(Collected data entries)
• • • • •

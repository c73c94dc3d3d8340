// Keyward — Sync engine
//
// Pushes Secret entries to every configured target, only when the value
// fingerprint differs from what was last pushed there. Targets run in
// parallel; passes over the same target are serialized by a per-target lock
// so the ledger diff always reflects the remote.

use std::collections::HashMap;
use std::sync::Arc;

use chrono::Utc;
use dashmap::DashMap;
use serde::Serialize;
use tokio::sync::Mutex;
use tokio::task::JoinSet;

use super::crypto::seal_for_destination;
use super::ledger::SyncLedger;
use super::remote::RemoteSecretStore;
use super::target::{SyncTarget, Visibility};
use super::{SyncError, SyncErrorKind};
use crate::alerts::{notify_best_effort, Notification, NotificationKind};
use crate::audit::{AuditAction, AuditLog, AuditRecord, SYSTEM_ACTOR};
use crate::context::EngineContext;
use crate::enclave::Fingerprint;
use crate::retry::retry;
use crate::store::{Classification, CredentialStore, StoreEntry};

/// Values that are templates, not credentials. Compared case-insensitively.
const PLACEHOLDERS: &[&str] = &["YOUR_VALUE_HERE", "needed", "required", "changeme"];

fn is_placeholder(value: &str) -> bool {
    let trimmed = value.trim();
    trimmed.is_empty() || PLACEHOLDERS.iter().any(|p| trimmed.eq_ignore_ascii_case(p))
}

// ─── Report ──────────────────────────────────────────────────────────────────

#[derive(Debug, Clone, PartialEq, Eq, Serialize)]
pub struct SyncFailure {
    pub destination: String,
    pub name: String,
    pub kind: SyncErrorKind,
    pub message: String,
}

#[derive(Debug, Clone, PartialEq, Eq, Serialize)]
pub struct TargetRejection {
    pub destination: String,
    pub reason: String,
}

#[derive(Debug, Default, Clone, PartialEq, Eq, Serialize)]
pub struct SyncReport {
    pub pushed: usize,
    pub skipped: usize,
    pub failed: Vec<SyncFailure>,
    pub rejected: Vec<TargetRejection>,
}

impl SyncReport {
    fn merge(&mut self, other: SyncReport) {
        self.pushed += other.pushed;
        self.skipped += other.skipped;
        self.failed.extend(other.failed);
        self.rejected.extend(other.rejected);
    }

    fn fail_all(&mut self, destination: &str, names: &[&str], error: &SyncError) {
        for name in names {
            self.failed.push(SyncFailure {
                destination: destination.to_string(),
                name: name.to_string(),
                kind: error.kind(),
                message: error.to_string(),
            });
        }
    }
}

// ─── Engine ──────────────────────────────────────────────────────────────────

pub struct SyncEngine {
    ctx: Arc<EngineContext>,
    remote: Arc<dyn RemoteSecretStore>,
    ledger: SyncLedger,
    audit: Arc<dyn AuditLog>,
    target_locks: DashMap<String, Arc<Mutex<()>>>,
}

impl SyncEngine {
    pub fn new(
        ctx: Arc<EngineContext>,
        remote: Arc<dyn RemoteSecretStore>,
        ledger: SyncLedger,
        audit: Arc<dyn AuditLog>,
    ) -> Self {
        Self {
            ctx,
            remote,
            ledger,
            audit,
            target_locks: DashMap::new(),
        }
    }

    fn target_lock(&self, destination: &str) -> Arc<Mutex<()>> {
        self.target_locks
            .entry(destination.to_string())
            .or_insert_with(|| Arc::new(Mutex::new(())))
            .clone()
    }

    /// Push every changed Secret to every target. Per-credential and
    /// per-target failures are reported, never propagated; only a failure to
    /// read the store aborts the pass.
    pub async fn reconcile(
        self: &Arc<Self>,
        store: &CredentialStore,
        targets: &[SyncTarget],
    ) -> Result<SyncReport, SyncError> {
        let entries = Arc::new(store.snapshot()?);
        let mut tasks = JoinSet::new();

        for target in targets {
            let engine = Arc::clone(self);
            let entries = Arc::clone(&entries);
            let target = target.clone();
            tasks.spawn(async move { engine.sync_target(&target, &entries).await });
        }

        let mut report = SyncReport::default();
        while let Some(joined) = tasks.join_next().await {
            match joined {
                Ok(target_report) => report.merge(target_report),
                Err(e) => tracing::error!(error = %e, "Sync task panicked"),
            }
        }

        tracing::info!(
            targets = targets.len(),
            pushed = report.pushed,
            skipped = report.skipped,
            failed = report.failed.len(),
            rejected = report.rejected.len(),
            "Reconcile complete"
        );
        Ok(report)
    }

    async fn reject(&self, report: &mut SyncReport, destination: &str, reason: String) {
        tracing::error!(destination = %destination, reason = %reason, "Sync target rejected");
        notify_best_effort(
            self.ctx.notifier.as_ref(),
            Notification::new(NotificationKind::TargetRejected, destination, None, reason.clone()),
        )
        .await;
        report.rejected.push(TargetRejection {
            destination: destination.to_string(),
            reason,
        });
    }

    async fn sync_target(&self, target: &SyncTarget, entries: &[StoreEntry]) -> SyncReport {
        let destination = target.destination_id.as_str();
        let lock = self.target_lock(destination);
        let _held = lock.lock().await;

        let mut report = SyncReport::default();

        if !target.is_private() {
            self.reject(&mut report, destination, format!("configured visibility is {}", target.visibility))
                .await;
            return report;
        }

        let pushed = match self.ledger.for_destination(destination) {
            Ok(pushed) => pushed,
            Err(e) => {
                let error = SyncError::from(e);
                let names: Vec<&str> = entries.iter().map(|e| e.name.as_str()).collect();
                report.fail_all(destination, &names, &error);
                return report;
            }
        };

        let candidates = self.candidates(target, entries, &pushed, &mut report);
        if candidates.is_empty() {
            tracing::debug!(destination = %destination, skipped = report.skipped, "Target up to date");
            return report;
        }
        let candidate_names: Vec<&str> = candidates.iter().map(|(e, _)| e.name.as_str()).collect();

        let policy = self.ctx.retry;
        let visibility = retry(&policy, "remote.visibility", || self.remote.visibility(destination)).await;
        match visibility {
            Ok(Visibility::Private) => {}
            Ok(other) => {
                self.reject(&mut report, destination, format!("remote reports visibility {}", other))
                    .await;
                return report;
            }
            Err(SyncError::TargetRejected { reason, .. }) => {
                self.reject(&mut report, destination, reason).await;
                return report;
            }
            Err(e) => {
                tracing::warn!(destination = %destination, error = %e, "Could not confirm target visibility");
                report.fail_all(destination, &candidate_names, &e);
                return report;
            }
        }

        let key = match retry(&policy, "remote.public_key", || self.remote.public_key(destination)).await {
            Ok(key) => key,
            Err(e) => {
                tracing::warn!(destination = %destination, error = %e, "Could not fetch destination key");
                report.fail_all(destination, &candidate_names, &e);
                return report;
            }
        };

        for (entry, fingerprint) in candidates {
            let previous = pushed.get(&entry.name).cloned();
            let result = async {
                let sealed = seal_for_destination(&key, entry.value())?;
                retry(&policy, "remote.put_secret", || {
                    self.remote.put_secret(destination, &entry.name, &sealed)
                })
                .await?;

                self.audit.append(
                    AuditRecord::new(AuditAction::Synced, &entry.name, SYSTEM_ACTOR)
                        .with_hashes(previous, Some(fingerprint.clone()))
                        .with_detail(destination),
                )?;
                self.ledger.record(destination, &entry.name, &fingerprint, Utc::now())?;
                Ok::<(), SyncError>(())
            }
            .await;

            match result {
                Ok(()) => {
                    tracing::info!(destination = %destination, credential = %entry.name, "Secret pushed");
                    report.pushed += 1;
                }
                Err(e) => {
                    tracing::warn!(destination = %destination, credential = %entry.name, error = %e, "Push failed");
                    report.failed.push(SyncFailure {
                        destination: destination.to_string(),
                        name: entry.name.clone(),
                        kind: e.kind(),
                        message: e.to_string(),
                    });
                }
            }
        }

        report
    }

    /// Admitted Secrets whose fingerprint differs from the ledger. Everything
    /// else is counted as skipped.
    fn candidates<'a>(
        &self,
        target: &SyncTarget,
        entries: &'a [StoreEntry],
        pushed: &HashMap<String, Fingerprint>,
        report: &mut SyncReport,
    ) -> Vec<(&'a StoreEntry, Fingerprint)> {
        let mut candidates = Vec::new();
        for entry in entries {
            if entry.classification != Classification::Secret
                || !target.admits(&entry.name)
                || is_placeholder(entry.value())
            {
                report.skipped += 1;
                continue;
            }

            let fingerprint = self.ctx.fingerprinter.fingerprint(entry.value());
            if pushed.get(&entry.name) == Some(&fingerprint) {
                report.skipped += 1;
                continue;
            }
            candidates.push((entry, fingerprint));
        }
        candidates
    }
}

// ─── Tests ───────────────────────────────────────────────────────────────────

• • • • •

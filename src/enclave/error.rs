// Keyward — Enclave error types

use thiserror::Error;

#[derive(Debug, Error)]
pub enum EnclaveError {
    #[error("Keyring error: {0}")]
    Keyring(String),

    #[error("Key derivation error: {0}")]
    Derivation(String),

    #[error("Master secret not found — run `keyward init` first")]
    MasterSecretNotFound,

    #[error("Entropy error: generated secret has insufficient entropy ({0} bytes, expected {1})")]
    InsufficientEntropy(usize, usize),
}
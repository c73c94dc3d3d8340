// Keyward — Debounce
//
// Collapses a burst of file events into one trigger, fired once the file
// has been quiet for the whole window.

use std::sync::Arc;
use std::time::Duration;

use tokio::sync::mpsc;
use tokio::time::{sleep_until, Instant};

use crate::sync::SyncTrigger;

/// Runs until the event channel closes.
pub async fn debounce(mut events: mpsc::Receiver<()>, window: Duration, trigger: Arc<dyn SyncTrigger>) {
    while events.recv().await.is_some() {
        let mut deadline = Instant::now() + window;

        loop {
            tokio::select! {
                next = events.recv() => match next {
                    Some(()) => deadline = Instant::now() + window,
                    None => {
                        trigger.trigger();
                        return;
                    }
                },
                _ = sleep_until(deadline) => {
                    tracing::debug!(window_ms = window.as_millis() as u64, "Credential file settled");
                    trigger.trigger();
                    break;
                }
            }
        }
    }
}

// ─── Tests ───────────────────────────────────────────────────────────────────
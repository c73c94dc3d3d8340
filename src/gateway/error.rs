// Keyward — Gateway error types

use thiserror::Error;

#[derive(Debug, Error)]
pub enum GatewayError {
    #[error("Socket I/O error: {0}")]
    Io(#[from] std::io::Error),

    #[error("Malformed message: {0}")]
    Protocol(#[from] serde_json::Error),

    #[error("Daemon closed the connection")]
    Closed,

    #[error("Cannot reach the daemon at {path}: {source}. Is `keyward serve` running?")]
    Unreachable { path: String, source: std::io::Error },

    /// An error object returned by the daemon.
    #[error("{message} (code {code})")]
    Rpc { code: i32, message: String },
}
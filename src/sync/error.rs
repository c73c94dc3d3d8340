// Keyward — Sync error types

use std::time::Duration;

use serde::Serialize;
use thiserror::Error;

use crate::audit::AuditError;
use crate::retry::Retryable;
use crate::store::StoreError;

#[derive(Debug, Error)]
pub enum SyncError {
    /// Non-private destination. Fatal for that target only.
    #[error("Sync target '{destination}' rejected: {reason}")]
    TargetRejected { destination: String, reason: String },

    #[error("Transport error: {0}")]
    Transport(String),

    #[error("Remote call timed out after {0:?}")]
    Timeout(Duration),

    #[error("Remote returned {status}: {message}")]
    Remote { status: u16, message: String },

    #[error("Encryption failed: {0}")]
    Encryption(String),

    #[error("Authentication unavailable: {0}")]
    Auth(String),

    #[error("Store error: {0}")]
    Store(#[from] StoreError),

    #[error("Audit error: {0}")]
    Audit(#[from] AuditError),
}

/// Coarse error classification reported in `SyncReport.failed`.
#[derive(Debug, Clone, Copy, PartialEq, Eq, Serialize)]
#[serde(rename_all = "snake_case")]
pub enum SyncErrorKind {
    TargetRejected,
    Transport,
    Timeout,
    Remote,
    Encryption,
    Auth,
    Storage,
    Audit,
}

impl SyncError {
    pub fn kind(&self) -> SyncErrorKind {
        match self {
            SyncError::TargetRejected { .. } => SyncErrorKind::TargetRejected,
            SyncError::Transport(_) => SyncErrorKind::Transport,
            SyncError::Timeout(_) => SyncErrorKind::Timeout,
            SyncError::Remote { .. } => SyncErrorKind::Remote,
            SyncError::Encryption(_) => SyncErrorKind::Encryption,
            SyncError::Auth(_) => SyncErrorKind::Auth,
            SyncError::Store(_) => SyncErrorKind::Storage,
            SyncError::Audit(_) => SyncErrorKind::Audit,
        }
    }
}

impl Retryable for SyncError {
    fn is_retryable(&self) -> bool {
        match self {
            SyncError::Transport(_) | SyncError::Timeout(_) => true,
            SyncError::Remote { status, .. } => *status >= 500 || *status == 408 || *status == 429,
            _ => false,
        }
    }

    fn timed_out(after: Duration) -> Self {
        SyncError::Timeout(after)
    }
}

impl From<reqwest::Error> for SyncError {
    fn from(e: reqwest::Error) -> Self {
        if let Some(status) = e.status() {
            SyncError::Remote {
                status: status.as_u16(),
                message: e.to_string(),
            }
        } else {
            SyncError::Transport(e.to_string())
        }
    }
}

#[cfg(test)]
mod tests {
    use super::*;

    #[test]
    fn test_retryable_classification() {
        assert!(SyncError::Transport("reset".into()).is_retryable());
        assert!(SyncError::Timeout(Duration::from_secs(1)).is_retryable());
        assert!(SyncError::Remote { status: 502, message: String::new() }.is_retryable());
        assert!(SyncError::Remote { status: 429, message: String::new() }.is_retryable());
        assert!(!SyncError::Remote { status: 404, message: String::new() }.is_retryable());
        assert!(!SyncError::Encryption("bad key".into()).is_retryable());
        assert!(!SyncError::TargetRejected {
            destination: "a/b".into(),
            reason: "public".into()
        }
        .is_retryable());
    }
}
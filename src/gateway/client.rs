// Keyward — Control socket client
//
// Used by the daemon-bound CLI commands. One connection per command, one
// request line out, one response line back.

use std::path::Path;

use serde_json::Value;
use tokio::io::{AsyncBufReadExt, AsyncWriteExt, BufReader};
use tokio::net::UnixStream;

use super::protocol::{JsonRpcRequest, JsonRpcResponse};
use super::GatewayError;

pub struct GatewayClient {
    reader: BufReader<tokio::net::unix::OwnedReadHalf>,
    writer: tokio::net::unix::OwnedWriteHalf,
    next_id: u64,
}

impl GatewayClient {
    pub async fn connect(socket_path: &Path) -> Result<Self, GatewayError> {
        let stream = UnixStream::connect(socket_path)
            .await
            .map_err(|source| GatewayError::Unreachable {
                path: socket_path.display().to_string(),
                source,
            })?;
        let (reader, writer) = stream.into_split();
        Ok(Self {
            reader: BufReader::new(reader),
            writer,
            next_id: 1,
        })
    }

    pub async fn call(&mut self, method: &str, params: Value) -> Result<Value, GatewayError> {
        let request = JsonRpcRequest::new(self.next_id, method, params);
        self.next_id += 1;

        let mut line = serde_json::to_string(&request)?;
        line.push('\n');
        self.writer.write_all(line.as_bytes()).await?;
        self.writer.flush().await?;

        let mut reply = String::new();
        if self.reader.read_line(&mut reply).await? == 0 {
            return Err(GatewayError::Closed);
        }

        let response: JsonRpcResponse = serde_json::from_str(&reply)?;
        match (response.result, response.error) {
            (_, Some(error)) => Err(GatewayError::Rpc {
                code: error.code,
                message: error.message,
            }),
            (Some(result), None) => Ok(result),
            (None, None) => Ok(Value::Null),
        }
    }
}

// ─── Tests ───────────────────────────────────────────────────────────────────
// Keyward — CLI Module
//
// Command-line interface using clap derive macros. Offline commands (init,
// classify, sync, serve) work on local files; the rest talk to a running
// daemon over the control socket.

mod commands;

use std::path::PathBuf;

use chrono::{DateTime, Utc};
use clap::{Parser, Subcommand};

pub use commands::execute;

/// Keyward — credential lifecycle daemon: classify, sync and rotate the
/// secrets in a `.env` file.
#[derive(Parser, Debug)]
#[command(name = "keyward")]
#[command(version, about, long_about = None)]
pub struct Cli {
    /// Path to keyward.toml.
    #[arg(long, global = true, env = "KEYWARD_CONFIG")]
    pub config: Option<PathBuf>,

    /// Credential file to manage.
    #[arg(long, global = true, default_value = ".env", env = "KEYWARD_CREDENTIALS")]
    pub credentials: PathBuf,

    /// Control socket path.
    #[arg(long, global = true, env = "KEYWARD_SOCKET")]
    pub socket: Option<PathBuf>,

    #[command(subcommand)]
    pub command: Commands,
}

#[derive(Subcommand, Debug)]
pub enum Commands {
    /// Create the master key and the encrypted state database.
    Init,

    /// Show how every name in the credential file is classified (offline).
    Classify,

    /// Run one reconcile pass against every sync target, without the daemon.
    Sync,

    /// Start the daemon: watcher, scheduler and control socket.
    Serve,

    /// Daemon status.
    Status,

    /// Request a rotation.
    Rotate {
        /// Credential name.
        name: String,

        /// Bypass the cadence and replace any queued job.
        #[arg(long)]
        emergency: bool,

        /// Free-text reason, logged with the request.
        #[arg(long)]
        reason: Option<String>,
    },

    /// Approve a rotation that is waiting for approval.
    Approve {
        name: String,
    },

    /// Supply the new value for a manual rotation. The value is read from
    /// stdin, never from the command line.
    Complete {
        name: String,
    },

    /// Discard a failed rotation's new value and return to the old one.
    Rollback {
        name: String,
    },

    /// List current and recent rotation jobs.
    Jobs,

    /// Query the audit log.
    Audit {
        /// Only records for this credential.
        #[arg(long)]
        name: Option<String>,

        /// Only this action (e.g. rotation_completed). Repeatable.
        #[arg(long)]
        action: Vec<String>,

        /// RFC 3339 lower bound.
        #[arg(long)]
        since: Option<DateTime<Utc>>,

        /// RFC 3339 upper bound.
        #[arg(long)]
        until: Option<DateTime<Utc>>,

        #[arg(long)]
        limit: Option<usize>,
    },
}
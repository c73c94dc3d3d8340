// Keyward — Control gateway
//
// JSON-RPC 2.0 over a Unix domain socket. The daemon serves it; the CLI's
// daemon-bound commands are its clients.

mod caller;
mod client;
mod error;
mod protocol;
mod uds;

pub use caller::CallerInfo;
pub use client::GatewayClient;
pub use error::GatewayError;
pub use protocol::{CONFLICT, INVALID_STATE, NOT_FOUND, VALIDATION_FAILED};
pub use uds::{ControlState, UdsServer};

• • • • •

:: WORK REQUIRED ::
Search the records for the word "crate". Copy every line that has it.

:: EXERCISE RESULT ::
use crate::alerts::{notify_best_effort, Notification, NotificationKind};
use crate::audit::{AuditAction, AuditLog, AuditRecord, SYSTEM_ACTOR};
use crate::context::EngineContext;
use crate::enclave::Fingerprint;
use crate::retry::retry;
use crate::store::{Classification, CredentialStore, StoreEntry};
use crate::sync::SyncTrigger;
use crate::audit::AuditError;
use crate::retry::Retryable;
use crate::store::StoreError;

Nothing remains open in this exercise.